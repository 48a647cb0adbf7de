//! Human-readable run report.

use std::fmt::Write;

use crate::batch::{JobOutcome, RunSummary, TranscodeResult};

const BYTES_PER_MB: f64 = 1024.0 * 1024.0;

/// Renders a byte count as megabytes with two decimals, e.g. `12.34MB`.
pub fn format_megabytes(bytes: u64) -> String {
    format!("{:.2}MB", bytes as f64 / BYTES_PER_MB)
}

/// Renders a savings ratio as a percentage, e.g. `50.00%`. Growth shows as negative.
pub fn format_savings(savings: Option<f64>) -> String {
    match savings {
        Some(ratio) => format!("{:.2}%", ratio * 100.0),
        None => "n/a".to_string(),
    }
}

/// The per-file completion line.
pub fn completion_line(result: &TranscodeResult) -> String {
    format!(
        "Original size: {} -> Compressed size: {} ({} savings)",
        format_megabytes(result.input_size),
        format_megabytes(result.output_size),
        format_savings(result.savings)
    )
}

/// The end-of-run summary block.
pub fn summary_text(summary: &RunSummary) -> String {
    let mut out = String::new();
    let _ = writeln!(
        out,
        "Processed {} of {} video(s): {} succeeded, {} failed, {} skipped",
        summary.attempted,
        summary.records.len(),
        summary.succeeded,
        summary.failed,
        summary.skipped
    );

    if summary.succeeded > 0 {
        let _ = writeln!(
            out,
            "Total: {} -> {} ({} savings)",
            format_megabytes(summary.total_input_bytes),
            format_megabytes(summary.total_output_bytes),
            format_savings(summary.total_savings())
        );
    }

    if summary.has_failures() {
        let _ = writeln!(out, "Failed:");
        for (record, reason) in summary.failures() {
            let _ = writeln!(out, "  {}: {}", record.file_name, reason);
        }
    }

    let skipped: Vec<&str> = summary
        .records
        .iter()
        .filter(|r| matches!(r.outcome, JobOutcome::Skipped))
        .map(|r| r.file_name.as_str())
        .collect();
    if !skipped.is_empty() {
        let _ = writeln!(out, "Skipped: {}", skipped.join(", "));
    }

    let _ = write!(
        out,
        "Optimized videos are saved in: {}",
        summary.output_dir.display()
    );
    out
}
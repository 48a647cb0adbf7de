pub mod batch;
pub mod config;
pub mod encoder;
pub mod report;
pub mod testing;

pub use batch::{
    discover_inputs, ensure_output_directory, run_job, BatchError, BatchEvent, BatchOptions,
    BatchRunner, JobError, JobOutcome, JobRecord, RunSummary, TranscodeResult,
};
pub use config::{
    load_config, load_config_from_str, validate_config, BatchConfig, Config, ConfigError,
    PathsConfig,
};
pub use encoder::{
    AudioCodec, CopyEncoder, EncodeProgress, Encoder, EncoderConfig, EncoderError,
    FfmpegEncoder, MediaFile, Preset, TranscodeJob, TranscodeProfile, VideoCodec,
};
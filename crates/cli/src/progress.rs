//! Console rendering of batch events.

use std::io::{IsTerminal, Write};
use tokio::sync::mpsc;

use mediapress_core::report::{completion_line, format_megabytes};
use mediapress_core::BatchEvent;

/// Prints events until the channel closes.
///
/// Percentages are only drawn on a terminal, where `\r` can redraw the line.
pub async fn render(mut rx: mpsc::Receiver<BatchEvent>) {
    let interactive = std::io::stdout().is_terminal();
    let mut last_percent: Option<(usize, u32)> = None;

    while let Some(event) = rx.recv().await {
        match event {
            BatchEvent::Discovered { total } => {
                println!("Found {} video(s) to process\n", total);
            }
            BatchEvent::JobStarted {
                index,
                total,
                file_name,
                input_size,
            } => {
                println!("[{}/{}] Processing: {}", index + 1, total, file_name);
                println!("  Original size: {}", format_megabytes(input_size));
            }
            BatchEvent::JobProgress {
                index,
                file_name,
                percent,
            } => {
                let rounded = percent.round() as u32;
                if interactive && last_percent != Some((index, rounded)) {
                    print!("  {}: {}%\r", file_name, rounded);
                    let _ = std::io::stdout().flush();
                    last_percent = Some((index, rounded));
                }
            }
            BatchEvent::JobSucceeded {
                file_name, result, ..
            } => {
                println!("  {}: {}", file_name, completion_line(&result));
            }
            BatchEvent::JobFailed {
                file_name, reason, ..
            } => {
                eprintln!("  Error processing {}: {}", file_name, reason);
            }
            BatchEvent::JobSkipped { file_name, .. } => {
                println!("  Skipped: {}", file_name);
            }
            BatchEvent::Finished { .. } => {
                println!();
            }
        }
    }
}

Activity: Emit the records above again, exactly, with no line skipped.

Answer area:
repository 48a647cb0adbf7de
//! Human-readable run report.

use std::fmt::Write;

use crate::batch::{JobOutcome, RunSummary, TranscodeResult};

const BYTES_PER_MB: f64 = 1024.0 * 1024.0;

/// Renders a byte count as megabytes with two decimals, e.g. `12.34MB`.
pub fn format_megabytes(bytes: u64) -> String {
    format!("{:.2}MB", bytes as f64 / BYTES_PER_MB)
}

/// Renders a savings ratio as a percentage, e.g. `50.00%`. Growth shows as negative.
pub fn format_savings(savings: Option<f64>) -> String {
    match savings {
        Some(ratio) => format!("{:.2}%", ratio * 100.0),
        None => "n/a".to_string(),
    }
}

/// The per-file completion line.
pub fn completion_line(result: &TranscodeResult) -> String {
    format!(
        "Original size: {} -> Compressed size: {} ({} savings)",
        format_megabytes(result.input_size),
        format_megabytes(result.output_size),
        format_savings(result.savings)
    )
}

/// The end-of-run summary block.
pub fn summary_text(summary: &RunSummary) -> String {
    let mut out = String::new();
    let _ = writeln!(
        out,
        "Processed {} of {} video(s): {} succeeded, {} failed, {} skipped",
        summary.attempted,
        summary.records.len(),
        summary.succeeded,
        summary.failed,
        summary.skipped
    );

    if summary.succeeded > 0 {
        let _ = writeln!(
            out,
            "Total: {} -> {} ({} savings)",
            format_megabytes(summary.total_input_bytes),
            format_megabytes(summary.total_output_bytes),
            format_savings(summary.total_savings())
        );
    }

    if summary.has_failures() {
        let _ = writeln!(out, "Failed:");
        for (record, reason) in summary.failures() {
            let _ = writeln!(out, "  {}: {}", record.file_name, reason);
        }
    }

    let skipped: Vec<&str> = summary
        .records
        .iter()
        .filter(|r| matches!(r.outcome, JobOutcome::Skipped))
        .map(|r| r.file_name.as_str())
        .collect();
    if !skipped.is_empty() {
        let _ = writeln!(out, "Skipped: {}", skipped.join(", "));
    }

    let _ = write!(
        out,
        "Optimized videos are saved in: {}",
        summary.output_dir.display()
    );
    out
}
repository 48a647cb0adbf7de
pub mod batch;
pub mod config;
pub mod encoder;
pub mod report;
pub mod testing;

pub use batch::{
    discover_inputs, ensure_output_directory, run_job, BatchError, BatchEvent, BatchOptions,
    BatchRunner, JobError, JobOutcome, JobRecord, RunSummary, TranscodeResult,
};
pub use config::{
    load_config, load_config_from_str, validate_config, BatchConfig, Config, ConfigError,
    PathsConfig,
};
pub use encoder::{
    AudioCodec, CopyEncoder, EncodeProgress, Encoder, EncoderConfig, EncoderError,
    FfmpegEncoder, MediaFile, Preset, TranscodeJob, TranscodeProfile, VideoCodec,
};
filename crates/cli/src/progress.rs
//! Console rendering of batch events.

use std::io::{IsTerminal, Write};
use tokio::sync::mpsc;

use mediapress_core::report::{completion_line, format_megabytes};
use mediapress_core::BatchEvent;

/// Prints events until the channel closes.
///
/// Percentages are only drawn on a terminal, where `\r` can redraw the line.
pub async fn render(mut rx: mpsc::Receiver<BatchEvent>) {
    let interactive = std::io::stdout().is_terminal();
    let mut last_percent: Option<(usize, u32)> = None;

    while let Some(event) = rx.recv().await {
        match event {
            BatchEvent::Discovered { total } => {
                println!("Found {} video(s) to process\n", total);
            }
            BatchEvent::JobStarted {
                index,
                total,
                file_name,
                input_size,
            } => {
                println!("[{}/{}] Processing: {}", index + 1, total, file_name);
                println!("  Original size: {}", format_megabytes(input_size));
            }
            BatchEvent::JobProgress {
                index,
                file_name,
                percent,
            } => {
                let rounded = percent.round() as u32;
                if interactive && last_percent != Some((index, rounded)) {
                    print!("  {}: {}%\r", file_name, rounded);
                    let _ = std::io::stdout().flush();
                    last_percent = Some((index, rounded));
                }
            }
            BatchEvent::JobSucceeded {
                file_name, result, ..
            } => {
                println!("  {}: {}", file_name, completion_line(&result));
            }
            BatchEvent::JobFailed {
                file_name, reason, ..
            } => {
                eprintln!("  Error processing {}: {}", file_name, reason);
            }
            BatchEvent::JobSkipped { file_name, .. } => {
                println!("  Skipped: {}", file_name);
            }
            BatchEvent::Finished { .. } => {
                println!();
            }
        }
    }
}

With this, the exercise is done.